- **EXERCISE BRIEF**:
Check every line of the data and copy the ones where "derive" appears.

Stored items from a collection
=-=-=
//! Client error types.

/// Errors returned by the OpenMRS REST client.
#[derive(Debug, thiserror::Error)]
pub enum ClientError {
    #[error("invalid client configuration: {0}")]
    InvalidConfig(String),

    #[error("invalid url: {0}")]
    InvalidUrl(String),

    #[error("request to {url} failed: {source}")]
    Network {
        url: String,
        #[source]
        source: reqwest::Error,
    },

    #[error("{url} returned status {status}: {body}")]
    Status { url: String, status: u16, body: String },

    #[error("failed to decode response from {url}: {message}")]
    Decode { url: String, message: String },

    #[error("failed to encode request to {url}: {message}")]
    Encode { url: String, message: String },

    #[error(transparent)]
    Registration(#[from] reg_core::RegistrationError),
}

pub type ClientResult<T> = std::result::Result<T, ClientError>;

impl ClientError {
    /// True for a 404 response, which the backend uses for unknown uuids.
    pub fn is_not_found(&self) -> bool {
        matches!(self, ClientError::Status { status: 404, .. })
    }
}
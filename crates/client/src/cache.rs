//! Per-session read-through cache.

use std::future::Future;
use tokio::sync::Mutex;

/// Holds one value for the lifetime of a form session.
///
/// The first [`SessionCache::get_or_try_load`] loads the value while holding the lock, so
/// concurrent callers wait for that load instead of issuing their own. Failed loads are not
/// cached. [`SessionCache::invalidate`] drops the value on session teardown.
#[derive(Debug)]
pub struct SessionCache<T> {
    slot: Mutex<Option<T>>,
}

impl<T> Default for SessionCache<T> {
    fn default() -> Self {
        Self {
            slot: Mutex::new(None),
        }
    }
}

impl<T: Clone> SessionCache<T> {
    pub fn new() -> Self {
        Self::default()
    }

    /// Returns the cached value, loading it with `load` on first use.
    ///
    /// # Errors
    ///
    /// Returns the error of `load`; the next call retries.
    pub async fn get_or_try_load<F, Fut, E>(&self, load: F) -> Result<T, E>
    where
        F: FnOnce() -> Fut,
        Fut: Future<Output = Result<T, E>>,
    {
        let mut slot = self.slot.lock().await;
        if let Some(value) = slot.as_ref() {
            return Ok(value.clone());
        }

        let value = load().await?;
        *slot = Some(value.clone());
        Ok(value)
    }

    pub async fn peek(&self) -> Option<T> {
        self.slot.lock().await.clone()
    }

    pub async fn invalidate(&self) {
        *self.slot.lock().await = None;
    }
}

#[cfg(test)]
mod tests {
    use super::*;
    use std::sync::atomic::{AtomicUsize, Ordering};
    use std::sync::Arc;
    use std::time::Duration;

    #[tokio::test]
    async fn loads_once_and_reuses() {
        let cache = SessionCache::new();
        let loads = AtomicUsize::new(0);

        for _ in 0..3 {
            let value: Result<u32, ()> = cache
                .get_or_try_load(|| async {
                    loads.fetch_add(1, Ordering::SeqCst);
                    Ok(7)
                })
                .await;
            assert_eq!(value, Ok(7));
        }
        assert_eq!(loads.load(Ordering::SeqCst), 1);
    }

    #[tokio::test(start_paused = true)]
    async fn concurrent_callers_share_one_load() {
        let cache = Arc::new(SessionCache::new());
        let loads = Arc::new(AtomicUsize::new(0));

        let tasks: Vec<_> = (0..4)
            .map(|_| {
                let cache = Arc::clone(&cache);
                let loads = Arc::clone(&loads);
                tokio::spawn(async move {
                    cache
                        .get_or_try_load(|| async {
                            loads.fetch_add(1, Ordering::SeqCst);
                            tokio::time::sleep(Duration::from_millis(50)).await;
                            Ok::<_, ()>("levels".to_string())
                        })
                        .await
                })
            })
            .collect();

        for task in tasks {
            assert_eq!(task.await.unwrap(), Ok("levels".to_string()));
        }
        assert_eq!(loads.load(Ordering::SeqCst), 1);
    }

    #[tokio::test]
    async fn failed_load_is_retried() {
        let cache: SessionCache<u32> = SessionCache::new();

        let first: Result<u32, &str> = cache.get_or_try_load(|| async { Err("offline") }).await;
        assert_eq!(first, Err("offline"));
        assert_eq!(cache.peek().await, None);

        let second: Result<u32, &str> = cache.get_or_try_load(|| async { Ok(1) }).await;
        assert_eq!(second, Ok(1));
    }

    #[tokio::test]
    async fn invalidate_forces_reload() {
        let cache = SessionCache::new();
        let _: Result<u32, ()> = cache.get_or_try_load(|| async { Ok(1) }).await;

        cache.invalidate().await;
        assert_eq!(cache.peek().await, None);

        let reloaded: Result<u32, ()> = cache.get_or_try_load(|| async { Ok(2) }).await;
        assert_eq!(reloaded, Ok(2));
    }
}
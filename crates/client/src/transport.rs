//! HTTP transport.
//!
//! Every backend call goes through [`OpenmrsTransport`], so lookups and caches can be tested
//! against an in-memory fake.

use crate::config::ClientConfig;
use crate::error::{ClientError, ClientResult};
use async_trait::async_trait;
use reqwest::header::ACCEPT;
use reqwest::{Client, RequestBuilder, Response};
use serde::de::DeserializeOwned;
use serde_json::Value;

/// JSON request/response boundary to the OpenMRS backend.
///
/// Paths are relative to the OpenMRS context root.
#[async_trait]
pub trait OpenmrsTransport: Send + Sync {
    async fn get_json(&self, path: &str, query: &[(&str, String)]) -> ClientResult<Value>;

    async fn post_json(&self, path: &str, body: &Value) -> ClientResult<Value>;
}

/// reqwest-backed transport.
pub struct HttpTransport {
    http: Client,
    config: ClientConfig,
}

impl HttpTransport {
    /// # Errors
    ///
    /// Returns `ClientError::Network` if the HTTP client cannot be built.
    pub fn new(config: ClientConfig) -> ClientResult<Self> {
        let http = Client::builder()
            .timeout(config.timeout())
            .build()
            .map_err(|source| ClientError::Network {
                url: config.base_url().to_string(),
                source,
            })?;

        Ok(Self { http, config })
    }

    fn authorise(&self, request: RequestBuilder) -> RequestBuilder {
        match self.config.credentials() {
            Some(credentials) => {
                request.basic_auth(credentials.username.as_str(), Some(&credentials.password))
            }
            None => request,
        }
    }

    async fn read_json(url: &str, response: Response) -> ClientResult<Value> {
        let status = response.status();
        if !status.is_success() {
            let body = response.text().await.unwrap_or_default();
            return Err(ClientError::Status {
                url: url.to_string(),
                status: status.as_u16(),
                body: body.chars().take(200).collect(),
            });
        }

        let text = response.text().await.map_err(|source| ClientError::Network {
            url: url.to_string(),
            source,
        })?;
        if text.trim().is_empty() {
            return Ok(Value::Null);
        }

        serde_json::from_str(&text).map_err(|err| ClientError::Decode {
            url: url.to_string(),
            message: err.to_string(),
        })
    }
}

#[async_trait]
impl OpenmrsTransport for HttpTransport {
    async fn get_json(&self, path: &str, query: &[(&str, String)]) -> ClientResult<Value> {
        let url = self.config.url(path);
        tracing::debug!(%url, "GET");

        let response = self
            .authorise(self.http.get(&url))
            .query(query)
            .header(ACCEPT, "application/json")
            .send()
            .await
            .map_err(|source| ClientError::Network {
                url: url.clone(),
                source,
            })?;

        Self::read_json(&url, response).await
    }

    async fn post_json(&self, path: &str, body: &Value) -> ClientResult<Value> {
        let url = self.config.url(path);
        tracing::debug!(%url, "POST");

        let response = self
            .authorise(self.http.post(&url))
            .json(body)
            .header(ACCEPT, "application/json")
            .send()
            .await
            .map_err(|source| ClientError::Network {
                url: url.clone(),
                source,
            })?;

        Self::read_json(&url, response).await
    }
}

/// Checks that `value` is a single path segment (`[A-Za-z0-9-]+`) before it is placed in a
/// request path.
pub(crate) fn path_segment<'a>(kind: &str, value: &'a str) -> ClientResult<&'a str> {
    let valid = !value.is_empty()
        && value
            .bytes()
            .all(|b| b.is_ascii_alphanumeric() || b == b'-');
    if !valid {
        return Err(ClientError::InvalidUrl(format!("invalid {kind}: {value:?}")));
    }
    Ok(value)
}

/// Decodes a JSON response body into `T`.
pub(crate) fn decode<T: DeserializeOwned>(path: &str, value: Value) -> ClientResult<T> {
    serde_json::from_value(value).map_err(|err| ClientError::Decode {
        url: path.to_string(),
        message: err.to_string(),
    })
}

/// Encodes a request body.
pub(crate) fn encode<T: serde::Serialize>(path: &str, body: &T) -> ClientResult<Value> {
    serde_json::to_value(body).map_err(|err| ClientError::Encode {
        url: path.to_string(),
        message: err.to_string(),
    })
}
=-=-=
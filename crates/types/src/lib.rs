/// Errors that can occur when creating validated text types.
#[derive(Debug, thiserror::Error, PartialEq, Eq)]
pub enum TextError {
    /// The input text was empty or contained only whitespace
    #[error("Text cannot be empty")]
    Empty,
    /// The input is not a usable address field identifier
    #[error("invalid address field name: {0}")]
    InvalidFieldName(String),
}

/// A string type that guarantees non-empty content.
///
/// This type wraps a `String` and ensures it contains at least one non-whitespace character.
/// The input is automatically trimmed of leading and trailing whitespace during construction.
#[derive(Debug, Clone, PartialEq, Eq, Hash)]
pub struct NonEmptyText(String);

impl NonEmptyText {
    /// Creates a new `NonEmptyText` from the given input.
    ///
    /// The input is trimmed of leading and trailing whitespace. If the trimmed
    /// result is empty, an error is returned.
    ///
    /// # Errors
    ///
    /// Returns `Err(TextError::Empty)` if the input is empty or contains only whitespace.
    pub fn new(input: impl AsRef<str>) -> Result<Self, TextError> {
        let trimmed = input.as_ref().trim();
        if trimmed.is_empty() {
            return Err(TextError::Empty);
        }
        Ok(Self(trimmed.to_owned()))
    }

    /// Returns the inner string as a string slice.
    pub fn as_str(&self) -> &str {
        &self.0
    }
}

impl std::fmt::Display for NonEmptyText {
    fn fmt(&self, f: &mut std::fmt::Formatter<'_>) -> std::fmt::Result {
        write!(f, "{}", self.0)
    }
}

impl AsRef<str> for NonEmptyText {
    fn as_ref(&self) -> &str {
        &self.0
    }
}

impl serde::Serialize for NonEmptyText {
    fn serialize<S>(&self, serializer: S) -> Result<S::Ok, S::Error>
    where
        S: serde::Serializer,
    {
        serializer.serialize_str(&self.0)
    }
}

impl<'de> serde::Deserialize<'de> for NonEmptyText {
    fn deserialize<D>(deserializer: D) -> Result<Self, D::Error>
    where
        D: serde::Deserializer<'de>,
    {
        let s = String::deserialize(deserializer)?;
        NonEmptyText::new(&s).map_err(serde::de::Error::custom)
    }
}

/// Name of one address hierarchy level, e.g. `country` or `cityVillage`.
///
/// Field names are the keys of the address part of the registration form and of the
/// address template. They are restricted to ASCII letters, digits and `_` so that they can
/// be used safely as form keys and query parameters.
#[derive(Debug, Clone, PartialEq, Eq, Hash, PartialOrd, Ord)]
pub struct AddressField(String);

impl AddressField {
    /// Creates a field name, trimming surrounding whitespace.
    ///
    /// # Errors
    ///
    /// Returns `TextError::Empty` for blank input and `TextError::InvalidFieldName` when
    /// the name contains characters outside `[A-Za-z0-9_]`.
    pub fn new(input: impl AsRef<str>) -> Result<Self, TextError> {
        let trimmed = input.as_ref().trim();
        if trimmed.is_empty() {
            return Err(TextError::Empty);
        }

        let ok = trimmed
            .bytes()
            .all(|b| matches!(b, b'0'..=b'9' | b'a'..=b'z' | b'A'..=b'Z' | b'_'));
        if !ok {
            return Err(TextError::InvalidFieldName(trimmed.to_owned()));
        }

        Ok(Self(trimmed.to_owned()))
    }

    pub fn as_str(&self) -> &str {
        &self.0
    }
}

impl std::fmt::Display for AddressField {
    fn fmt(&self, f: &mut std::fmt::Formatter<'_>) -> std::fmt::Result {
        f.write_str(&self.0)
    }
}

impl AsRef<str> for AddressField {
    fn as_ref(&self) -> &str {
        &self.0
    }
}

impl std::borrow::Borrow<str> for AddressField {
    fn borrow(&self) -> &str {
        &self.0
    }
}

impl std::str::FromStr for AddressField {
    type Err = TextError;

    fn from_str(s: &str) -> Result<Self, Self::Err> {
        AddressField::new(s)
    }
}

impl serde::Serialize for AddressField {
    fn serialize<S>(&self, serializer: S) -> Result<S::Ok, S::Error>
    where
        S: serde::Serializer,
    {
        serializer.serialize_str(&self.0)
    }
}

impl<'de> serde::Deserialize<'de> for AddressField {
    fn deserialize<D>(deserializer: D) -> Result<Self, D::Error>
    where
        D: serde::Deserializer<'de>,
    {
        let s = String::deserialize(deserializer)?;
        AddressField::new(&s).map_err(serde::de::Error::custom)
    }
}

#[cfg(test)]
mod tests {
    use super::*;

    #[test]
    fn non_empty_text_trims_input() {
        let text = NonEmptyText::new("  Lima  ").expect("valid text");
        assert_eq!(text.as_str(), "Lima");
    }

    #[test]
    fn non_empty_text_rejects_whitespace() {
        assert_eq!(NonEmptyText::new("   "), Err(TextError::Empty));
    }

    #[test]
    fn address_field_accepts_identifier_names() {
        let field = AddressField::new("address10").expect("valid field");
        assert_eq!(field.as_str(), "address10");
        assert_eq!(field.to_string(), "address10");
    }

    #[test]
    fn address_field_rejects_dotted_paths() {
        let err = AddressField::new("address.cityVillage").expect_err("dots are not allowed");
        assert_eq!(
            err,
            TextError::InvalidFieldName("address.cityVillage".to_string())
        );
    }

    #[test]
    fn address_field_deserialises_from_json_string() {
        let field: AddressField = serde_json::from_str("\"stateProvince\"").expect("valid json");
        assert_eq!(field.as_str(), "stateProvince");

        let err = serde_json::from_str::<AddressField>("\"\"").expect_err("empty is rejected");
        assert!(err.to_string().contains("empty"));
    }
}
=-=-=
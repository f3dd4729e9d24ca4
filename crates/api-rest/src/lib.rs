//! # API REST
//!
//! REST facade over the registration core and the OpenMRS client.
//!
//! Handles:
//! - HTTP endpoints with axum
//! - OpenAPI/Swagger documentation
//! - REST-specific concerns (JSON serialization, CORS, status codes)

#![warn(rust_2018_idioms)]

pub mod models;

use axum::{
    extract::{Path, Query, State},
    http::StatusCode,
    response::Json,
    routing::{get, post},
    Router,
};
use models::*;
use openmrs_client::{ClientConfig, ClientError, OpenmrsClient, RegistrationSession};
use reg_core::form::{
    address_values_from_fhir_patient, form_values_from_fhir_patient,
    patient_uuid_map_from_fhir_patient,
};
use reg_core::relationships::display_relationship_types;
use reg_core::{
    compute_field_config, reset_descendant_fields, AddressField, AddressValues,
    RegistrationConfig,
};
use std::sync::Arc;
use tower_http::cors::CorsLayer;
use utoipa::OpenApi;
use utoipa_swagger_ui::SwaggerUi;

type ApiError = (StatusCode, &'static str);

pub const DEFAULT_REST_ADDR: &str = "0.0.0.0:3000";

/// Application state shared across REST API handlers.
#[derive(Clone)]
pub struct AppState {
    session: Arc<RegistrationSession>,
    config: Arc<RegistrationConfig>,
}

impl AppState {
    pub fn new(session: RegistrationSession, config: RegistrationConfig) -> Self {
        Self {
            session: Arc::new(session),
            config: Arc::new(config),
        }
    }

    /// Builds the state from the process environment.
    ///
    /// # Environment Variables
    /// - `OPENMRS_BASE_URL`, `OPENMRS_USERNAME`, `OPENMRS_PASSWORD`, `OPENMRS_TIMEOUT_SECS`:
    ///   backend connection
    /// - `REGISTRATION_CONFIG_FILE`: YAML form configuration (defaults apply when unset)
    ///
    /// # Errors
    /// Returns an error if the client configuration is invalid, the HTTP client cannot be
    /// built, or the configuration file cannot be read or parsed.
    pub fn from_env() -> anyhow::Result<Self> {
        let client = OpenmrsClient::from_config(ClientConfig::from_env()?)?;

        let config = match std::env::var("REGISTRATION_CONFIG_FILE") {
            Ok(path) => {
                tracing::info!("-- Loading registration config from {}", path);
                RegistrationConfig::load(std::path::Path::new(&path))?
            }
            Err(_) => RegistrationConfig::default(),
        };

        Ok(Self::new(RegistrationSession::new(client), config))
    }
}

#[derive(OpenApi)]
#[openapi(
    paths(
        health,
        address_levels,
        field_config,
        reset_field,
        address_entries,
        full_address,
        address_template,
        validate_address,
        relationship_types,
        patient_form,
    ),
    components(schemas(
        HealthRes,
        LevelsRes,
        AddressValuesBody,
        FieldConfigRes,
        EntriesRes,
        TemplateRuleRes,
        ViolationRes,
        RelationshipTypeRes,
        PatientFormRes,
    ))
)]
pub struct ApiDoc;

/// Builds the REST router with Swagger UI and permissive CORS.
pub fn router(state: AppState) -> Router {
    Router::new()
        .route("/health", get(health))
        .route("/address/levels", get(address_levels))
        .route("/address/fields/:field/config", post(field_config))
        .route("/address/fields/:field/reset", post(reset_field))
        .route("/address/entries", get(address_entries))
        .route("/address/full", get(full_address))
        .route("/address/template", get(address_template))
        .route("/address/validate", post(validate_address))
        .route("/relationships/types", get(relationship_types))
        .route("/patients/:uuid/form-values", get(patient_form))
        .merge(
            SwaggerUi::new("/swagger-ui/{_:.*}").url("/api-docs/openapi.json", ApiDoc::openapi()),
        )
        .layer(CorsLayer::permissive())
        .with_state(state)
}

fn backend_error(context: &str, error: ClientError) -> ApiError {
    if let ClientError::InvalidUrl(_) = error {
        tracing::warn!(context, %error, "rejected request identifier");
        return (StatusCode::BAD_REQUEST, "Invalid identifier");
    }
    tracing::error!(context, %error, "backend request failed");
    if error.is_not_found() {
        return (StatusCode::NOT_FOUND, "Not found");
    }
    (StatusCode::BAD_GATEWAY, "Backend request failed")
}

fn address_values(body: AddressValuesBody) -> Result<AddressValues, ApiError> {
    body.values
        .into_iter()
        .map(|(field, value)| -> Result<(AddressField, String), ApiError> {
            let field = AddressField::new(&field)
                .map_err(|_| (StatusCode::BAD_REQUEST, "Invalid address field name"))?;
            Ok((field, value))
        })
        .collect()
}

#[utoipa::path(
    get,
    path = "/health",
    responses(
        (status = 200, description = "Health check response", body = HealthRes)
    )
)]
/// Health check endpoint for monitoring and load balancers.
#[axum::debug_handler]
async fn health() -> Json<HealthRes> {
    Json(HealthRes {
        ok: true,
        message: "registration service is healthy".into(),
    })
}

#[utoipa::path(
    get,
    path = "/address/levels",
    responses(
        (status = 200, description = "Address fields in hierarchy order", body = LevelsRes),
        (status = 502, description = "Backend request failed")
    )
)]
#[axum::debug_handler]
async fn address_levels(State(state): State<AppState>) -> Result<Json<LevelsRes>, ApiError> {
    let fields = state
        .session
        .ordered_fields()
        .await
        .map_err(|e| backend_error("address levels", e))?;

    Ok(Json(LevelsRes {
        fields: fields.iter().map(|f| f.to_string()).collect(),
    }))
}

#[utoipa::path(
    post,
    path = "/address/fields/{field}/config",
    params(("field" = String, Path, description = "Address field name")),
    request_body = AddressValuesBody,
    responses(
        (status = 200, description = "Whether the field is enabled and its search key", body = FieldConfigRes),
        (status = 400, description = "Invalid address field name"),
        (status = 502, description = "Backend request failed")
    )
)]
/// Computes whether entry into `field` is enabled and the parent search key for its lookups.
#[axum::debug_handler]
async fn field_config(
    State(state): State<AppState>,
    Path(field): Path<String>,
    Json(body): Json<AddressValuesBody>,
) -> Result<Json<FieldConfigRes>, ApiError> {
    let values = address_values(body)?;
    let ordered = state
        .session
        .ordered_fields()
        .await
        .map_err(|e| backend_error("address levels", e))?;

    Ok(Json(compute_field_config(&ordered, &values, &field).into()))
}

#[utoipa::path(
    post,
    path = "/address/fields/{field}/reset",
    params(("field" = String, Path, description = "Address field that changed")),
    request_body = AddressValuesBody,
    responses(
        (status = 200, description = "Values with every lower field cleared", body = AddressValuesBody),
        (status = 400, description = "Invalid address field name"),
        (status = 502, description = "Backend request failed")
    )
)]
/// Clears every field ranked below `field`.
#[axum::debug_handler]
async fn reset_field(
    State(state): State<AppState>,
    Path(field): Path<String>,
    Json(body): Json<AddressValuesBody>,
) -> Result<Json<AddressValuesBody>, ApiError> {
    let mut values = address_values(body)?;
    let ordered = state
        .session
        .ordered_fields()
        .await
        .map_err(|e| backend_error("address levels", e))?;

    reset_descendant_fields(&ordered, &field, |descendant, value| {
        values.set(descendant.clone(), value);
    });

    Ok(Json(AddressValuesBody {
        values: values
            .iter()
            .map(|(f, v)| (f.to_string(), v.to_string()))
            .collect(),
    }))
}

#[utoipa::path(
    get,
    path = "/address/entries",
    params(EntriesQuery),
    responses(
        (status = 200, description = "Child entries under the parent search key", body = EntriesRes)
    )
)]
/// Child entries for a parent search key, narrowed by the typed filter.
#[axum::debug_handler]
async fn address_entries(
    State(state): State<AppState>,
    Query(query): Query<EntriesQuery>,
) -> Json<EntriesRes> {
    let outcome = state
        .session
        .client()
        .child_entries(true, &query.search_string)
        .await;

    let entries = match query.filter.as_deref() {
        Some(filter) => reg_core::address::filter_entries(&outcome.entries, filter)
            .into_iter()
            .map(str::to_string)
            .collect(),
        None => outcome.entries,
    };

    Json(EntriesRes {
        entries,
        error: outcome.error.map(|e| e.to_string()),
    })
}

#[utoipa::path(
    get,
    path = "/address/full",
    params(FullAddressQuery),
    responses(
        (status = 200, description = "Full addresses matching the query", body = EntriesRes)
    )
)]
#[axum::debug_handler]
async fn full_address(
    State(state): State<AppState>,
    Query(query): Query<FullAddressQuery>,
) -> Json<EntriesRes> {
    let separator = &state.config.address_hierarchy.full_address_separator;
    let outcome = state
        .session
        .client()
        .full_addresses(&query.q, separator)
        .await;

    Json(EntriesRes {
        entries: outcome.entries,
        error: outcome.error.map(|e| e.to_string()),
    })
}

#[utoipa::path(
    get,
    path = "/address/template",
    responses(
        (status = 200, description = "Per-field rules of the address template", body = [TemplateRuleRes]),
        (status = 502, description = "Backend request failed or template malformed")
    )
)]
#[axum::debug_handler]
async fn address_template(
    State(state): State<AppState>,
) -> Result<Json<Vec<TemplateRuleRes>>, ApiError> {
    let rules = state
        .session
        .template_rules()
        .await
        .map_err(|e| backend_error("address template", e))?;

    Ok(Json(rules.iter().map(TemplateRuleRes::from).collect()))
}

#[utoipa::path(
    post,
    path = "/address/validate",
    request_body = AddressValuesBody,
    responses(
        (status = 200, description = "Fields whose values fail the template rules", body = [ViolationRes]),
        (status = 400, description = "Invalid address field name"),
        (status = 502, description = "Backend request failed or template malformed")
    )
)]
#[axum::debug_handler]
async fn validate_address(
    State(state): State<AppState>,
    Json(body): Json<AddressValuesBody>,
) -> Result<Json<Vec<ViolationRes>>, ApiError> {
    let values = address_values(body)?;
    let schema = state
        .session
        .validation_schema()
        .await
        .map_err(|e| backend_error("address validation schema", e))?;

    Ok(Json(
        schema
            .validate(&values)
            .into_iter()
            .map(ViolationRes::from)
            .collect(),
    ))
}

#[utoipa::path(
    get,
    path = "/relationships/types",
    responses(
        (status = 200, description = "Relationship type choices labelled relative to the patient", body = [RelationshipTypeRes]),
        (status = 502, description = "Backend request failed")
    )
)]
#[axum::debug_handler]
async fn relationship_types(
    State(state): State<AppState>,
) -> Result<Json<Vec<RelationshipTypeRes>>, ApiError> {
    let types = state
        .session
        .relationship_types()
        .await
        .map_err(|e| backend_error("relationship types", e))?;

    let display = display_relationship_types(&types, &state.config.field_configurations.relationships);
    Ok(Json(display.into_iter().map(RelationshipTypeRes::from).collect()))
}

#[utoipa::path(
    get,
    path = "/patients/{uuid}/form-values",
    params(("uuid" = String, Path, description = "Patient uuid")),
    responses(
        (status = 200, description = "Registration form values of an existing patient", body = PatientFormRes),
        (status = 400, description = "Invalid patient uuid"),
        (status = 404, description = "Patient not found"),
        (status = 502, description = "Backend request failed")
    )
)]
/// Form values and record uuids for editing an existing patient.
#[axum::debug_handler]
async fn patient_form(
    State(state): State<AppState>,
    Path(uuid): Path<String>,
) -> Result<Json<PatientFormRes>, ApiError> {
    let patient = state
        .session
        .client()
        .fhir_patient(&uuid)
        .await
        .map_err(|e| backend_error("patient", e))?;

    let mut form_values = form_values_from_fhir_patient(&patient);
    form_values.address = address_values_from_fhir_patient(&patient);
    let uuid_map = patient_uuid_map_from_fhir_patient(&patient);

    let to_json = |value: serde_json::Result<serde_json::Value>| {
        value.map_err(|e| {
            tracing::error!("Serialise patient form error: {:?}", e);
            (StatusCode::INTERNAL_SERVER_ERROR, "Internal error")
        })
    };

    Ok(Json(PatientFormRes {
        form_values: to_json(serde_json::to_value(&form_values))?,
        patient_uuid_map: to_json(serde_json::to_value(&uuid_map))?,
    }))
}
=-=-=
- **ANSWER BOX**:
#[derive(Debug, thiserror::Error)]
#[derive(Debug)]
#[derive(Debug, thiserror::Error, PartialEq, Eq)]
#[derive(Debug, Clone, PartialEq, Eq, Hash)]
#[derive(Debug, Clone, PartialEq, Eq, Hash, PartialOrd, Ord)]
#[derive(Clone)]
#[derive(OpenApi)]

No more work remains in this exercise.